There is material below. Print exactly the lines starting at the line with "a fixed fallback" and ending at the line with "TOML config file.", ends included, and no others.
+++ ENTRIES SHOWN
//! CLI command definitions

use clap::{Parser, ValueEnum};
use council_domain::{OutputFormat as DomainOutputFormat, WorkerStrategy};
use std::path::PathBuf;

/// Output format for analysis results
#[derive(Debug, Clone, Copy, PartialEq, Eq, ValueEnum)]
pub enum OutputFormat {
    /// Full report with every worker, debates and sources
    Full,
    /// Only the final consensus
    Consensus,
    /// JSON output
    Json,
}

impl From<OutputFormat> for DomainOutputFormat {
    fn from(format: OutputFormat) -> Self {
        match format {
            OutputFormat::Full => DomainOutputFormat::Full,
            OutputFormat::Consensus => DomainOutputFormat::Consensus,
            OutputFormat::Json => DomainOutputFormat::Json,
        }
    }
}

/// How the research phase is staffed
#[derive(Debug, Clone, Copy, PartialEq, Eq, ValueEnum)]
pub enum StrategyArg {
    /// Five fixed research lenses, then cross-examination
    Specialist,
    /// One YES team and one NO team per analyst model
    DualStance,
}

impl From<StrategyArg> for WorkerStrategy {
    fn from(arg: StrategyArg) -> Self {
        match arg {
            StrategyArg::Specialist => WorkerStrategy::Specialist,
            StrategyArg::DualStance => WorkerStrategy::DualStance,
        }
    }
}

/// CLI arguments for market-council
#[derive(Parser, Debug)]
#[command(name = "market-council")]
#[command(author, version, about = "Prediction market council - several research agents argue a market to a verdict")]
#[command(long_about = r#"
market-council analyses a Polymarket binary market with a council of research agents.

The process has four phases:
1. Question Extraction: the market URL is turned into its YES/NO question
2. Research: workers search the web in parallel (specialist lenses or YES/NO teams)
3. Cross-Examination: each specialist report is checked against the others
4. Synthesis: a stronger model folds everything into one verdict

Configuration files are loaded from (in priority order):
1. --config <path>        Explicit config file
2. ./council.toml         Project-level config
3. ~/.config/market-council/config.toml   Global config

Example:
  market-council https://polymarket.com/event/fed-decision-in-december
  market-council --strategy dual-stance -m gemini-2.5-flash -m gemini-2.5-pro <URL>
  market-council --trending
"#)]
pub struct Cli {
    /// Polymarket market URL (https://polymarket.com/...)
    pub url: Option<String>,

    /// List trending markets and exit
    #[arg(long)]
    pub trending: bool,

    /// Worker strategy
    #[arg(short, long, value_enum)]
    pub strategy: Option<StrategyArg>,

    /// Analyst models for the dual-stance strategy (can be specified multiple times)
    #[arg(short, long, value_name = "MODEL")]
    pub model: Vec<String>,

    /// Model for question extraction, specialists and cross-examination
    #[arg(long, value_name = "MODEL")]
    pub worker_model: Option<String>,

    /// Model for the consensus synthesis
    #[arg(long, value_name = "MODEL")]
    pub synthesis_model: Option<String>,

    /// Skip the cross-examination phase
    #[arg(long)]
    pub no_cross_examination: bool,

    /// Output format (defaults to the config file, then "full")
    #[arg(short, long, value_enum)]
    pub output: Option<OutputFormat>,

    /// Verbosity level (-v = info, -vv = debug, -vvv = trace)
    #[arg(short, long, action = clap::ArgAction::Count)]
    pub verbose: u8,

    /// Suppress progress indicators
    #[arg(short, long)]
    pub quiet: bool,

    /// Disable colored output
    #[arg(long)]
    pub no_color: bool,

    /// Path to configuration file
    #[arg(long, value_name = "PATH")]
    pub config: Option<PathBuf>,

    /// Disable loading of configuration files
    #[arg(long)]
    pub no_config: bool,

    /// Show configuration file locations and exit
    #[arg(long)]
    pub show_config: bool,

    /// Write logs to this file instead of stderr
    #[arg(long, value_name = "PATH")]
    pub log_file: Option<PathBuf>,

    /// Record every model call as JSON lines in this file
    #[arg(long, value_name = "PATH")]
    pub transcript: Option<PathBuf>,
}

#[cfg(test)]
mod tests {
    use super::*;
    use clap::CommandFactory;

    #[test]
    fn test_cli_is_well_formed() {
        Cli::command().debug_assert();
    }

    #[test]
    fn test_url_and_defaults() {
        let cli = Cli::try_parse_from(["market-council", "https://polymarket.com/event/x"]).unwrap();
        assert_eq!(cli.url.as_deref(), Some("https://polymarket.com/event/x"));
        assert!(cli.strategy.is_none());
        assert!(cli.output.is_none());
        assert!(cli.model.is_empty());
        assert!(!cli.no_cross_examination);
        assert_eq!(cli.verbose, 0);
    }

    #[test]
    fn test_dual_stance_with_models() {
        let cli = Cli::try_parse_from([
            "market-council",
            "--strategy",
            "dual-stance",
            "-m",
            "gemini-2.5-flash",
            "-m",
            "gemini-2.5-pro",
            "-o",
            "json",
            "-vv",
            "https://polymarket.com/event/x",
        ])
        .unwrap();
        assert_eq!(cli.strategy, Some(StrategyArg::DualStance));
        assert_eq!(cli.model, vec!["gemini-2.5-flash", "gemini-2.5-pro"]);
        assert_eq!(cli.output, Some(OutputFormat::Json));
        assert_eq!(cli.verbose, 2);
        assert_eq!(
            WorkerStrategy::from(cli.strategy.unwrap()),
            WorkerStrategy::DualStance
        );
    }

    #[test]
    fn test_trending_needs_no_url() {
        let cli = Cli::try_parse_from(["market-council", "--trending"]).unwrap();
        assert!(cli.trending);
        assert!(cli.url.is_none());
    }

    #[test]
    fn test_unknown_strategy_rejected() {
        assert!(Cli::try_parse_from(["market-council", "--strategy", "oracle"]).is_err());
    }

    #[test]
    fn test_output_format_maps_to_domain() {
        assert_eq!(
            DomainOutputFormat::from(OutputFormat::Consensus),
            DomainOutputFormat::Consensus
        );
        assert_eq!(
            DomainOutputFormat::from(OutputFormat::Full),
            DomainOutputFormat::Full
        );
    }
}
++++++
+++ ENTRIES SHOWN
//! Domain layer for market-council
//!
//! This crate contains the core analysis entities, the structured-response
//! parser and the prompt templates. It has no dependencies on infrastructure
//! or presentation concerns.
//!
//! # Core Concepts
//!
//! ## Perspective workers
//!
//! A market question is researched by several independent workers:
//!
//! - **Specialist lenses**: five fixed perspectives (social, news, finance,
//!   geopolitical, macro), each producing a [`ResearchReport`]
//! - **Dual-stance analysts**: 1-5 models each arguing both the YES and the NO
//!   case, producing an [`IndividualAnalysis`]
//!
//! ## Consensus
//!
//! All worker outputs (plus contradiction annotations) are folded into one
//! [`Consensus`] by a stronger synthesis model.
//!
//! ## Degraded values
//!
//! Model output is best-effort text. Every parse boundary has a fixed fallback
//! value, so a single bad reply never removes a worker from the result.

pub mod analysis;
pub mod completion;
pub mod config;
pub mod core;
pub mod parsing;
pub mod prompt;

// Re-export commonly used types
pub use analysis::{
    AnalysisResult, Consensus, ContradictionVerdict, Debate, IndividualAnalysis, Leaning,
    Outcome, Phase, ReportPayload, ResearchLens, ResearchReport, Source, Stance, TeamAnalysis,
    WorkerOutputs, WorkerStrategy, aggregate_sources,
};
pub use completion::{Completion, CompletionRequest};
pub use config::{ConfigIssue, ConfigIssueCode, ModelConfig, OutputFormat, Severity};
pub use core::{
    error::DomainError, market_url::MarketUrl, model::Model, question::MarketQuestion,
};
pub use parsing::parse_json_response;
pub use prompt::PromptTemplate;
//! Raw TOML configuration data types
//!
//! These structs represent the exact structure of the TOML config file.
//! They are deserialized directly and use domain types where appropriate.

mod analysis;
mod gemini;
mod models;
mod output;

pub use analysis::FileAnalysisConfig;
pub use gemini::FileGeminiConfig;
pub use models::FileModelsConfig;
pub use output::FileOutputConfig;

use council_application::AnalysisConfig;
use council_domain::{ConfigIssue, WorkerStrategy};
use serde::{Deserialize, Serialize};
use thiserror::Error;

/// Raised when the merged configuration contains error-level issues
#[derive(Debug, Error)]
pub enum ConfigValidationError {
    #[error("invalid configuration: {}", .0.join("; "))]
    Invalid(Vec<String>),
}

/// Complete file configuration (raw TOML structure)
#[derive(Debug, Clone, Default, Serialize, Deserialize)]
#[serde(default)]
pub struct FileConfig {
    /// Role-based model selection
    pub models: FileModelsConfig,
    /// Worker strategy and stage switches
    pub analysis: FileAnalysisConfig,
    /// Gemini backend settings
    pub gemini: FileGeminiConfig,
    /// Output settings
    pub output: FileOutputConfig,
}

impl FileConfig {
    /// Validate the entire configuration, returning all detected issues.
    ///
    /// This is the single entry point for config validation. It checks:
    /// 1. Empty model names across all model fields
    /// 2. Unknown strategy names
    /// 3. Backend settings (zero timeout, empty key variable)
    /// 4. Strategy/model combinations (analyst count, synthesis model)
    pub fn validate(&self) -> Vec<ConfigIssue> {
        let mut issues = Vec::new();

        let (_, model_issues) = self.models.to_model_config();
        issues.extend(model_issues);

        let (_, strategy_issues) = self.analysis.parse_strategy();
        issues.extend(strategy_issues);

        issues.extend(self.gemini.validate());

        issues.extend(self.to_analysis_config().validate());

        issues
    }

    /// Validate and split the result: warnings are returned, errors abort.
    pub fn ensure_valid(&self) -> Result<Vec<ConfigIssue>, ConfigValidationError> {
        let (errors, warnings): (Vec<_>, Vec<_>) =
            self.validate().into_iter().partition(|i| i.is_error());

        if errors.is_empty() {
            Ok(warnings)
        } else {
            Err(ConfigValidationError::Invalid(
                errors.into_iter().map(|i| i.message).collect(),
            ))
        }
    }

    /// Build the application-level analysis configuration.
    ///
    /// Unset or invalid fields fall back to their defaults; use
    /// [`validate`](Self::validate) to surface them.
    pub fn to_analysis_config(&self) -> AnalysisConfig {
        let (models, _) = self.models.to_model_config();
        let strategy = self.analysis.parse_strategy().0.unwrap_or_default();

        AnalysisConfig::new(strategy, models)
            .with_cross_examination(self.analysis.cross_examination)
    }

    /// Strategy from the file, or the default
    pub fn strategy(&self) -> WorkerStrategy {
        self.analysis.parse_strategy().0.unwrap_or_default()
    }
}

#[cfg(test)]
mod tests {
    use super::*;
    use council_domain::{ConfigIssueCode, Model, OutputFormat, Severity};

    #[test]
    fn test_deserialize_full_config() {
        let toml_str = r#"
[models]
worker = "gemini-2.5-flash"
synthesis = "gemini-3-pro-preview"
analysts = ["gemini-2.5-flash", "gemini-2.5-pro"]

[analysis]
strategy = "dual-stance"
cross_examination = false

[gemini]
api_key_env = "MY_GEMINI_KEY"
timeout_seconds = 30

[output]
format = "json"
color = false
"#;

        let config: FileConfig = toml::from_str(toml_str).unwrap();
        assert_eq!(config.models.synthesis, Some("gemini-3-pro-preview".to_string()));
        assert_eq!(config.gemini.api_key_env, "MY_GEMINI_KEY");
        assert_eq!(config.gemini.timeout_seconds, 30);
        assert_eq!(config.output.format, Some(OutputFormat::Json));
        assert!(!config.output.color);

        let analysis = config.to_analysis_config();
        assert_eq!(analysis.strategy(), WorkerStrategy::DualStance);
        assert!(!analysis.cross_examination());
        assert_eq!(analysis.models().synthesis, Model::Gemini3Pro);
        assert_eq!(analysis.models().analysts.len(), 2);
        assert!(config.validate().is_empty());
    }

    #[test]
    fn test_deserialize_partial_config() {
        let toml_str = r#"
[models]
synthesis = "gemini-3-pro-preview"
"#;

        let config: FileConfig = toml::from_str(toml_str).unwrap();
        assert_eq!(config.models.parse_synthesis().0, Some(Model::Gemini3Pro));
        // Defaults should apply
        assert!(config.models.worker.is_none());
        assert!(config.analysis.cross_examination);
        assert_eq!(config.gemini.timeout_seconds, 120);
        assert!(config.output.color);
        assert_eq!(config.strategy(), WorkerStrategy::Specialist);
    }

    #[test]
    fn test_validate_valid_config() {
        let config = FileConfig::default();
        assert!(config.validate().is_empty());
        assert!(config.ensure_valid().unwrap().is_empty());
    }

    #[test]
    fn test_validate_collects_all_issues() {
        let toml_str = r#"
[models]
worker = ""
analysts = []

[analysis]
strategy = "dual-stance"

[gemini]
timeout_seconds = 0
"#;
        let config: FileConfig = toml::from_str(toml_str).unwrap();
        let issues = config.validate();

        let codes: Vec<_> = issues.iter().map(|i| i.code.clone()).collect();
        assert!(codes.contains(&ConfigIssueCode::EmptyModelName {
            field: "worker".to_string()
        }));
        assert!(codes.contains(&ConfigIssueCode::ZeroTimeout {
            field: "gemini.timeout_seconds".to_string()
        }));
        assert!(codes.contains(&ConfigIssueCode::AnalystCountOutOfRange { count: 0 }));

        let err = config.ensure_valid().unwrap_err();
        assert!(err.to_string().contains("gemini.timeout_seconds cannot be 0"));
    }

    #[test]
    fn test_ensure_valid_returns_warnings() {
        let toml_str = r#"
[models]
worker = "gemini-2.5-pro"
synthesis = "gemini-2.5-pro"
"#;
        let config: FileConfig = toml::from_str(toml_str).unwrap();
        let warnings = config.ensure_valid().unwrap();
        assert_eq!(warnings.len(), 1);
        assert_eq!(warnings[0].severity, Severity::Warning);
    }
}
++++++
• [EXPECTED ANSWER]
//! Model output is best-effort text. Every parse boundary has a fixed fallback
//! value, so a single bad reply never removes a worker from the result.

pub mod analysis;
pub mod completion;
pub mod config;
pub mod core;
pub mod parsing;
pub mod prompt;

// Re-export commonly used types
pub use analysis::{
    AnalysisResult, Consensus, ContradictionVerdict, Debate, IndividualAnalysis, Leaning,
    Outcome, Phase, ReportPayload, ResearchLens, ResearchReport, Source, Stance, TeamAnalysis,
    WorkerOutputs, WorkerStrategy, aggregate_sources,
};
pub use completion::{Completion, CompletionRequest};
pub use config::{ConfigIssue, ConfigIssueCode, ModelConfig, OutputFormat, Severity};
pub use core::{
    error::DomainError, market_url::MarketUrl, model::Model, question::MarketQuestion,
};
pub use parsing::parse_json_response;
pub use prompt::PromptTemplate;
//! Raw TOML configuration data types
//!
//! These structs represent the exact structure of the TOML config file.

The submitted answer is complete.